■ SUPPLIED MATERIAL
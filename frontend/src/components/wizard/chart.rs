//! Grouped bar chart comparing current and optimized budgets, drawn as SVG
//! from the layout computed by `common::chart::BudgetChart`.

use common::chart::BudgetChart;
use common::model::analysis::AdAllocation;
use yew::prelude::*;

const WIDTH: f64 = 720.0;
const HEIGHT: f64 = 384.0;
const MARGIN_LEFT: f64 = 72.0;
const MARGIN_RIGHT: f64 = 16.0;
const MARGIN_TOP: f64 = 48.0;
const MARGIN_BOTTOM: f64 = 40.0;
/// Share of each group's width taken by one bar.
const BAR_SHARE: f64 = 0.35;

const CURRENT_CLASS: &str = "bar-current";
const SUGGESTED_CLASS: &str = "bar-suggested";

pub fn budget_chart(allocations: &[AdAllocation]) -> Html {
    let chart = BudgetChart::from_allocations(allocations);
    let plot_width = WIDTH - MARGIN_LEFT - MARGIN_RIGHT;
    let plot_height = HEIGHT - MARGIN_TOP - MARGIN_BOTTOM;
    let baseline = MARGIN_TOP + plot_height;
    let group_width = plot_width / chart.groups.len().max(1) as f64;
    let bar_width = group_width * BAR_SHARE;

    let y_of = |value: f64| baseline - chart.fraction(value) * plot_height;

    let gridlines = chart.ticks().into_iter().map(|tick| {
        let y = y_of(tick);
        html! {
            <g>
                <line x1={MARGIN_LEFT.to_string()} x2={(WIDTH - MARGIN_RIGHT).to_string()}
                      y1={y.to_string()} y2={y.to_string()} class="chart-grid" />
                <text x={(MARGIN_LEFT - 8.0).to_string()} y={(y + 4.0).to_string()}
                      text-anchor="end" class="chart-axis">{ chart.dollar_label(tick) }</text>
            </g>
        }
    });

    let groups = chart.groups.iter().enumerate().map(|(i, group)| {
        let center = MARGIN_LEFT + group_width * (i as f64 + 0.5);
        let current_top = y_of(group.current);
        let suggested_top = y_of(group.suggested);
        html! {
            <g>
                <rect x={(center - bar_width).to_string()} y={current_top.to_string()}
                      width={bar_width.to_string()} height={(baseline - current_top).to_string()}
                      class={CURRENT_CLASS}>
                    <title>
                        { format!("{}: Current Budget {}", group.label, chart.dollar_label(group.current)) }
                    </title>
                </rect>
                <rect x={center.to_string()} y={suggested_top.to_string()}
                      width={bar_width.to_string()} height={(baseline - suggested_top).to_string()}
                      class={SUGGESTED_CLASS}>
                    <title>
                        { format!("{}: Optimized Budget {}", group.label, chart.dollar_label(group.suggested)) }
                    </title>
                </rect>
                <text x={center.to_string()} y={(baseline + 20.0).to_string()}
                      text-anchor="middle" class="chart-axis">{ group.label.clone() }</text>
            </g>
        }
    });

    html! {
        <div class="chart">
            <svg viewBox={format!("0 0 {} {}", WIDTH, HEIGHT)} preserveAspectRatio="xMidYMid meet">
                { legend() }
                { for gridlines }
                { for groups }
            </svg>
        </div>
    }
}

/// Legend centered above the plot.
fn legend() -> Html {
    let center = WIDTH / 2.0;
    html! {
        <g class="chart-legend">
            <rect x={(center - 150.0).to_string()} y="14" width="14" height="14" class={CURRENT_CLASS} />
            <text x={(center - 130.0).to_string()} y="26">{"Current Budget"}</text>
            <rect x={(center + 10.0).to_string()} y="14" width="14" height="14" class={SUGGESTED_CLASS} />
            <text x={(center + 30.0).to_string()} y="26">{"Optimized Budget"}</text>
        </g>
    }
}
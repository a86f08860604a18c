//! Formatting helpers shared by the wizard views.

use serde::Serialize;
use wasm_bindgen::JsValue;

/// Pretty-prints any serializable value for the raw JSON blocks.
pub fn pretty_json<T: Serialize + ?Sized>(value: &T) -> String {
    serde_json::to_string_pretty(value).unwrap_or_default()
}

/// Formats an ISO timestamp with the browser's locale. Text the browser
/// cannot parse is returned as-is.
pub fn format_date(raw: &str) -> String {
    let date = js_sys::Date::new(&JsValue::from_str(raw));
    if date.get_time().is_nan() {
        raw.to_string()
    } else {
        String::from(date.to_locale_string("default", &JsValue::UNDEFINED))
    }
}
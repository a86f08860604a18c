use common::wizard::WizardState;

/// State container for the `CampaignWizard` component.
///
/// Form data lives in `WizardState`; the component adds only what the
/// browser side needs.
pub struct CampaignWizard {
    /// Campaign name, ad entries, latest result, loading flag and history.
    pub form: WizardState,

    /// Guard to avoid running first-render initialization more than once.
    pub loaded: bool,
}

impl CampaignWizard {
    pub fn new() -> Self {
        Self {
            form: WizardState::new(),
            loaded: false,
        }
    }
}
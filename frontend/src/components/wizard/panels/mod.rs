//! One panel per wizard step.

mod ad_entries;
mod campaign_info;
mod results;

pub use ad_entries::ad_entries_panel;
pub use campaign_info::campaign_info_panel;
pub use results::results_panel;

use yew::prelude::*;

fn panel_heading(title: &str, subtitle: &str) -> Html {
    html! {
        <div class="panel-heading">
            <h2>{ title.to_string() }</h2>
            <p class="muted">{ subtitle.to_string() }</p>
        </div>
    }
}
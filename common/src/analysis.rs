//! Locally fabricated analysis used until a real service is wired in.
//!
//! For every submitted ad the suggested budget is the current budget `B`
//! scaled by a uniform factor in `[1.2, 1.8)`, and always lands in
//! `[1.2·B, 1.8·B)`. The sentiment is a uniform pick of the three labels.
//! Draws come from a [`RandomSource`] so callers choose the generator (the
//! browser's `Math.random`, or a scripted one in tests).

use serde_json::json;

use crate::model::analysis::{
    AdAllocation, AnalysisResponse, Recommendation, Sentiment, SentimentAnalysis,
};
use crate::requests::AnalysisRequest;

pub const MIN_BUDGET_FACTOR: f64 = 1.2;
pub const BUDGET_FACTOR_SPAN: f64 = 0.6;
/// Exclusive upper bound of the scaling factor.
pub const MAX_BUDGET_FACTOR: f64 = 1.8;

const SUMMARY: &str = "Based on your campaign data, here are optimization recommendations";
const INSIGHTS: [&str; 2] = [
    "Increase budget for high-performing ads",
    "Optimize ad titles for better CTR",
];
const EXPLANATION: &str = "AI-powered sentiment analysis based on ad performance metrics";

/// Uniform draws in `[0, 1)`.
pub trait RandomSource {
    fn next_unit(&mut self) -> f64;
}

impl<F: FnMut() -> f64> RandomSource for F {
    fn next_unit(&mut self) -> f64 {
        self()
    }
}

/// Builds a synthetic response for `request`, preserving ad order.
///
/// Each ad consumes two draws: the budget factor first, then the sentiment.
pub fn synthesize(request: &AnalysisRequest, rng: &mut impl RandomSource) -> AnalysisResponse {
    let recommendation = Recommendation {
        summary: SUMMARY.to_string(),
        insights: INSIGHTS.iter().map(|s| s.to_string()).collect(),
    };

    let data_driven_allocation = request
        .campaigns
        .iter()
        .enumerate()
        .map(|(i, campaign)| {
            let name = if campaign.name.is_empty() {
                format!("Ad {}", i + 1)
            } else {
                campaign.name.clone()
            };
            let factor = MIN_BUDGET_FACTOR + unit(rng) * BUDGET_FACTOR_SPAN;
            let sentiment = pick_sentiment(unit(rng));

            AdAllocation {
                name,
                current_budget: campaign.current_budget,
                algo_suggested_budget: below_ceiling(campaign.current_budget, factor),
                sentiment_analysis: Some(SentimentAnalysis {
                    sentiment: sentiment.label().to_string(),
                    explanation: EXPLANATION.to_string(),
                }),
            }
        })
        .collect();

    AnalysisResponse {
        gpt_recommendation: json!(recommendation),
        data_driven_allocation,
    }
}

/// Clamps a draw into `[0, 1)` so a misbehaving source cannot leave the range.
fn unit(rng: &mut impl RandomSource) -> f64 {
    let r = rng.next_unit();
    if r.is_nan() || r < 0.0 {
        0.0
    } else if r >= 1.0 {
        1.0 - f64::EPSILON
    } else {
        r
    }
}

/// `budget * factor`, pulled under `budget * 1.8` when rounding lands on it.
fn below_ceiling(budget: f64, factor: f64) -> f64 {
    let suggested = budget * factor;
    let ceiling = budget * MAX_BUDGET_FACTOR;
    if budget > 0.0 && suggested >= ceiling {
        f64::from_bits(ceiling.to_bits() - 1)
    } else {
        suggested
    }
}

fn pick_sentiment(r: f64) -> Sentiment {
    let idx = ((r * Sentiment::ALL.len() as f64) as usize).min(Sentiment::ALL.len() - 1);
    Sentiment::ALL[idx]
}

■ WORK TO COMPLETE
Your answer must be the lines from the first line of the entries above through the line that contains "const MARGIN_RIGHT: f64 = 16.0;", written out exactly.

■ TASK RESULT
filename frontend/src/components/wizard/chart.rs
//! Grouped bar chart comparing current and optimized budgets, drawn as SVG
//! from the layout computed by `common::chart::BudgetChart`.

use common::chart::BudgetChart;
use common::model::analysis::AdAllocation;
use yew::prelude::*;

const WIDTH: f64 = 720.0;
const HEIGHT: f64 = 384.0;
const MARGIN_LEFT: f64 = 72.0;
const MARGIN_RIGHT: f64 = 16.0;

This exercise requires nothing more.